Haiti has been a nation in crisis since before it broke away from France in 1804. French colonial masters drained Haiti’s resources and ruled with an iron fist. So, the fledgling republic had no money and no self-government foundation. Things got worse. Shortly after the Haitian Revolution ended, a large French armada demanded a stiff bounty. Haiti made payments on that bounty until 1947. The former slave republic was a pariah in North America for almost as long. The United States finally extended formal diplomatic recognition in 1863, over a half century after the Haitian Revolution ended.
Because of this background, Haiti cannot contend with natural and political disasters. Since 2010, it’s been forced to contend with both.
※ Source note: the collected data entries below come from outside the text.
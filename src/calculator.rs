// Derived metrics: percentages from counters and per-entity delta tracking.

use std::collections::{HashMap, HashSet};
use std::time::Duration;

/// Clamp a percentage into [0, 100]. NaN becomes 0.
pub fn clamp_percent(value: f64) -> f64 {
    if value.is_nan() {
        return 0.0;
    }
    value.clamp(0.0, 100.0)
}

/// `used / total` as a percentage; a zero total is 0%, not a fault.
pub fn ratio_percent(used: u64, total: u64) -> f64 {
    if total == 0 {
        return 0.0;
    }
    clamp_percent(used as f64 / total as f64 * 100.0)
}

pub fn bytes_to_mb(bytes: u64) -> f64 {
    bytes as f64 / 1024.0 / 1024.0
}

/// Compact uptime text: `"2d 3h"`, `"5h 12m"` or `"7m"`.
pub fn format_uptime(elapsed: Duration) -> String {
    let secs = elapsed.as_secs();
    let days = secs / 86_400;
    let hours = (secs / 3_600) % 24;
    let minutes = (secs / 60) % 60;
    if days > 0 {
        format!("{}d {}h", days, hours)
    } else if hours > 0 {
        format!("{}h {}m", hours, minutes)
    } else {
        format!("{}m", minutes)
    }
}

/// One cumulative CPU reading for an entity.
#[derive(Debug, Clone, Copy, PartialEq, Eq)]
pub struct CounterSample {
    /// Entity CPU time, cumulative.
    pub cpu_total: u64,
    /// Host CPU time, cumulative.
    pub system: u64,
}

/// CPU% from two cumulative readings. Non-positive deltas give 0.
pub fn cpu_percent_between(prev: CounterSample, cur: CounterSample, num_cpus: u32) -> f64 {
    let cpu_delta = cur.cpu_total as i128 - prev.cpu_total as i128;
    let sys_delta = cur.system as i128 - prev.system as i128;
    if cpu_delta <= 0 || sys_delta <= 0 {
        return 0.0;
    }
    let cpus = num_cpus.max(1) as f64;
    clamp_percent(cpu_delta as f64 / sys_delta as f64 * cpus * 100.0)
}

/// Previous counter reading per entity (container id).
#[derive(Debug, Default)]
pub struct DeltaState {
    previous: HashMap<String, CounterSample>,
}

impl DeltaState {
    pub fn new() -> Self {
        Self::default()
    }

    /// Record `cur` as the new baseline for `id` and return the CPU% since
    /// the previous baseline. The first observation of an entity yields 0.
    /// A reading older than the stored baseline (host counter behind it)
    /// yields 0 and leaves the baseline in place.
    pub fn observe(&mut self, id: &str, cur: CounterSample, num_cpus: u32) -> f64 {
        match self.previous.get_mut(id) {
            Some(prev) if cur.system < prev.system => 0.0,
            Some(prev) => {
                let pct = cpu_percent_between(*prev, cur, num_cpus);
                *prev = cur;
                pct
            }
            None => {
                self.previous.insert(id.to_string(), cur);
                0.0
            }
        }
    }

    /// Drop baselines for entities not in `present`; returns how many were removed.
    pub fn retain_present(&mut self, present: &HashSet<String>) -> usize {
        let before = self.previous.len();
        self.previous.retain(|id, _| present.contains(id));
        before - self.previous.len()
    }

    pub fn contains(&self, id: &str) -> bool {
        self.previous.contains_key(id)
    }

    pub fn len(&self) -> usize {
        self.previous.len()
    }

    pub fn is_empty(&self) -> bool {
        self.previous.is_empty()
    }
}

#[cfg(test)]
mod tests {
    use super::*;

    fn sample(cpu_total: u64, system: u64) -> CounterSample {
        CounterSample { cpu_total, system }
    }

    #[test]
    fn clamp_percent_bounds_and_nan() {
        assert_eq!(clamp_percent(-3.0), 0.0);
        assert_eq!(clamp_percent(250.0), 100.0);
        assert_eq!(clamp_percent(f64::NAN), 0.0);
        assert_eq!(clamp_percent(42.5), 42.5);
    }

    #[test]
    fn ratio_percent_zero_total_is_zero() {
        assert_eq!(ratio_percent(10, 0), 0.0);
        assert_eq!(ratio_percent(25, 100), 25.0);
        assert_eq!(ratio_percent(200, 100), 100.0);
    }

    #[test]
    fn cpu_percent_between_computes_scaled_ratio() {
        // (100M-50M)/(1000M-500M) * 2 * 100 = 20
        let pct = cpu_percent_between(
            sample(50_000_000, 500_000_000),
            sample(100_000_000, 1_000_000_000),
            2,
        );
        assert!((pct - 20.0).abs() < 1e-9);
    }

    #[test]
    fn cpu_percent_between_non_positive_deltas_are_zero() {
        assert_eq!(cpu_percent_between(sample(50, 500), sample(100, 500), 2), 0.0);
        assert_eq!(cpu_percent_between(sample(50, 500), sample(50, 900), 2), 0.0);
        // counter reset after a restart
        assert_eq!(cpu_percent_between(sample(900, 500), sample(10, 900), 2), 0.0);
        assert_eq!(cpu_percent_between(sample(50, 900), sample(100, 500), 2), 0.0);
    }

    #[test]
    fn cpu_percent_between_is_clamped() {
        let pct = cpu_percent_between(sample(0, 0), sample(1000, 100), 8);
        assert_eq!(pct, 100.0);
    }

    #[test]
    fn first_observation_is_zero_and_records_baseline() {
        let mut state = DeltaState::new();
        assert_eq!(state.observe("abc", sample(100, 1000), 4), 0.0);
        assert!(state.contains("abc"));
        let pct = state.observe("abc", sample(150, 2000), 4);
        assert!((pct - 20.0).abs() < 1e-9);
    }

    #[test]
    fn stale_reading_does_not_rewind_baseline() {
        let mut state = DeltaState::new();
        state.observe("abc", sample(100, 1000), 4);
        state.observe("abc", sample(150, 2000), 4);
        // fetched before the previous reading but applied after it
        assert_eq!(state.observe("abc", sample(120, 1500), 4), 0.0);
        let pct = state.observe("abc", sample(200, 3000), 4);
        assert!((pct - 20.0).abs() < 1e-9);
    }

    #[test]
    fn retain_present_prunes_vanished_entities() {
        let mut state = DeltaState::new();
        state.observe("a", sample(1, 1), 1);
        state.observe("b", sample(1, 1), 1);
        let present: HashSet<String> = ["a".to_string()].into_iter().collect();
        assert_eq!(state.retain_present(&present), 1);
        assert!(state.contains("a"));
        assert!(!state.contains("b"));
        assert_eq!(state.len(), 1);
    }

    #[test]
    fn format_uptime_picks_largest_units() {
        assert_eq!(format_uptime(Duration::from_secs(59)), "0m");
        assert_eq!(format_uptime(Duration::from_secs(7 * 60)), "7m");
        assert_eq!(format_uptime(Duration::from_secs(5 * 3600 + 12 * 60)), "5h 12m");
        assert_eq!(format_uptime(Duration::from_secs(2 * 86_400 + 3 * 3600)), "2d 3h");
    }
}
Some 15 years after the fact, the country is still reeling from a large earthquake that indirectly spawned a cholera epidemic.
The country limped along until November 2016, when just 17% of registered voters showed up to elect Jovenel Moïse as the new president.
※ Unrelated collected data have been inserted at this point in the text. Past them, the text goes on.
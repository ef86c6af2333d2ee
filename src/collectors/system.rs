// Host identity collector

use super::field_or_default;
use crate::error::Result;
use crate::models::{Domain, SystemSnapshot, now_millis};
use crate::reader::HostReader;

pub async fn collect(host: &dyn HostReader) -> Result<SystemSnapshot> {
    let info = field_or_default(host.host_info().await, Domain::System, "host_info");
    Ok(SystemSnapshot {
        hostname: info.hostname,
        os: info.os,
        kernel: info.kernel,
        uptime_secs: info.uptime_secs,
        timestamp: now_millis(),
    })
}
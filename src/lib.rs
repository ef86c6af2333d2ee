// Library for tests to access modules

pub mod aggregator;
pub mod calculator;
pub mod collectors;
pub mod config;
pub mod docker_repo;
pub mod error;
pub mod models;
pub mod reader;
pub mod routes;
pub mod scheduler;
pub mod sysinfo_repo;
// Config loading and validation tests

use std::time::Duration;
use syspulse::config::AppConfig;

const VALID_CONFIG: &str = r#"
[server]
port = 8081
host = "0.0.0.0"

[monitoring]
cpu_sample_window_ms = 1000
collector_timeout_ms = 5000
default_interval_secs = 2
min_interval_ms = 500
max_interval_secs = 3600
default_top_n = 10
max_top_n = 100

[publishing]
ws_send_timeout_ms = 10000
ws_ping_interval_secs = 30
"#;

#[test]
fn test_config_loads_from_str() {
    let config = AppConfig::load_from_str(VALID_CONFIG).expect("load_from_str");
    assert_eq!(config.server.port, 8081);
    assert_eq!(config.server.host, "0.0.0.0");
    assert_eq!(config.monitoring.cpu_sample_window_ms, 1000);
    assert_eq!(config.monitoring.default_top_n, 10);
    assert_eq!(config.publishing.ws_ping_interval_secs, 30);
}

#[test]
fn test_config_sections_default_when_omitted() {
    let config = AppConfig::load_from_str("[server]\nport = 9000\n").expect("valid");
    assert_eq!(config.server.port, 9000);
    assert_eq!(config.server.host, "0.0.0.0");
    assert_eq!(config.monitoring.default_interval_secs, 2);
    assert_eq!(config.monitoring.collector_timeout_ms, 5000);
    assert_eq!(config.publishing.ws_send_timeout_ms, 10_000);
}

#[test]
fn test_config_validation_rejects_invalid_port() {
    let bad = VALID_CONFIG.replace("port = 8081", "port = 0");
    let err = AppConfig::load_from_str(&bad).unwrap_err();
    assert!(err.to_string().contains("server.port"));
}

#[test]
fn test_config_validation_rejects_timeout_not_above_cpu_window() {
    let bad = VALID_CONFIG.replace("collector_timeout_ms = 5000", "collector_timeout_ms = 1000");
    let err = AppConfig::load_from_str(&bad).unwrap_err();
    assert!(err.to_string().contains("collector_timeout_ms"));
}

#[test]
fn test_config_validation_rejects_cpu_window_zero() {
    let bad = VALID_CONFIG.replace("cpu_sample_window_ms = 1000", "cpu_sample_window_ms = 0");
    let err = AppConfig::load_from_str(&bad).unwrap_err();
    assert!(err.to_string().contains("cpu_sample_window_ms"));
}

#[test]
fn test_config_validation_rejects_default_interval_outside_bounds() {
    let bad = VALID_CONFIG.replace("default_interval_secs = 2", "default_interval_secs = 7200");
    let err = AppConfig::load_from_str(&bad).unwrap_err();
    assert!(err.to_string().contains("default_interval_secs"));
}

#[test]
fn test_config_validation_rejects_default_top_n_above_max() {
    let bad = VALID_CONFIG.replace("default_top_n = 10", "default_top_n = 500");
    let err = AppConfig::load_from_str(&bad).unwrap_err();
    assert!(err.to_string().contains("default_top_n"));
}

#[test]
fn test_config_validation_rejects_ws_ping_interval_zero() {
    let bad = VALID_CONFIG.replace("ws_ping_interval_secs = 30", "ws_ping_interval_secs = 0");
    let err = AppConfig::load_from_str(&bad).unwrap_err();
    assert!(err.to_string().contains("ws_ping_interval_secs"));
}

#[test]
fn test_config_validation_rejects_invalid_toml() {
    let err = AppConfig::load_from_str("not valid toml [[[").unwrap_err();
    assert!(!err.to_string().is_empty());
}

#[test]
fn test_config_load_from_file() {
    let dir = tempfile::TempDir::new().unwrap();
    let path = dir.path().join("config.toml");
    std::fs::write(&path, VALID_CONFIG.replace("port = 8081", "port = 8082")).unwrap();
    let config = AppConfig::load_from_path(path.to_str().unwrap()).expect("load from file");
    assert_eq!(config.server.port, 8082);
}

#[test]
fn test_config_missing_file_means_defaults() {
    let dir = tempfile::TempDir::new().unwrap();
    let path = dir.path().join("absent.toml");
    let config = AppConfig::load_from_path(path.to_str().unwrap()).expect("defaults");
    assert_eq!(config.server.port, 8081);
    assert_eq!(config.monitoring.max_top_n, 100);
}

#[test]
fn test_stream_request_fills_defaults() {
    let config = AppConfig::load_from_str(VALID_CONFIG).unwrap();
    let req = config.stream_request(None, None);
    assert_eq!(req.interval, Duration::from_secs(2));
    assert_eq!(req.top_n, 10);

    let req = config.stream_request(Some(0.5), Some(3));
    assert_eq!(req.interval, Duration::from_millis(500));
    assert_eq!(req.top_n, 3);

    // non-positive intervals pass through as zero and fail validation later
    let req = config.stream_request(Some(-1.0), None);
    assert_eq!(req.interval, Duration::ZERO);
    assert!(req.validate(&config.stream_limits()).is_err());
}

#[test]
fn test_collect_settings_follow_monitoring_section() {
    let config = AppConfig::load_from_str(VALID_CONFIG).unwrap();
    let settings = config.collect_settings();
    assert_eq!(settings.cpu_window, Duration::from_secs(1));
    assert_eq!(settings.collector_timeout, Duration::from_secs(5));
}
Anger over high fuel prices spilled over into street protests that began in July 2018. As these protests continued and escalated, Moïse became the scapegoat for almost all the country’s ills.
Things came to a head when, on July 7, 2021, President Moïse was assassinated in an attack on his private residence.
The hits keep coming. By the end of 2023, gangs and armed groups controlled about 80% of the capital, Port-au-Prince. These gangs killed 4,789 people, kidnapped 2,490 more, and displaced an estimated 362,000 from their homes, mostly in Port-au-Prince. Most kidnapping targets were doctors, lawyers, and other wealthy members of society. Many victims were killed when ransom demands were not met, and others fled the country, further hampering efforts to pull the country out of the crisis.
What Contractors Do
Private military contractor firms like Constellis must wade into this chaos and somehow restore order. Specific efforts usually focus on aid distribution and everyday security.
In the wrong hands, a medical supply shipment is like a gold shipment. These supplies, which were intended for everyone, fetch hefty prices on the black market, where they go to the lucky few. Contractors supervise aid distribution, from the time the crates come ashore until intended recipients get their hands on badly-needed supplies.
Security is part of this process. Guards must closely watch aid stations 24/7/365. Other contractors must verify the identities of “representatives” to ensure these individuals are who they claim to be. Additionally, other security contractors must oversee distribution to ensure that desperate people don’t cross the line between needy individuals and desperate ones.
Contractor duties often overlap. Frequently, these same contractors patrol city streets to deter gang activity. Many private military contractors are former law enforcement officers. These individuals know that high visibility deters criminal activity.
Injury Compensation Available
Combat and non-combat contractors alike risk serious injury when they serve overseas. These serious injuries include:
- Trauma Injuries: Non-combat injuries, like falls and training accidents, often cause more casualties than enemy operations. Generally, these victims are very far from the nearest quality medical facility when these injuries occur. Because of the treatment delay, when doctors begin work, the victim’s medical bills are much higher.
- Occupational Diseases: Hearing loss and cancer due to toxic exposure are two of the most common occupational diseases among contractors. Frequently, military facilities are noisy and busy enough to cause hearing loss, but not noisy enough to trigger government safeguards. Toxic exposure cancer, like other forms of cancer, has a very long latency period. These victims are usually sick for decades, yet they show no symptoms of illness.
The Defense Base Act replaces lost wages and pays reasonable, necessary medical bills, if the victim’s injury was deployment-related.
Most victims receive two-thirds of their average weekly wage for the duration of their temporary disabilities. The DBA insurance company also has a legal obligation to pay all reasonably necessary medical bills. DBA lawyers hold companies to these commitments.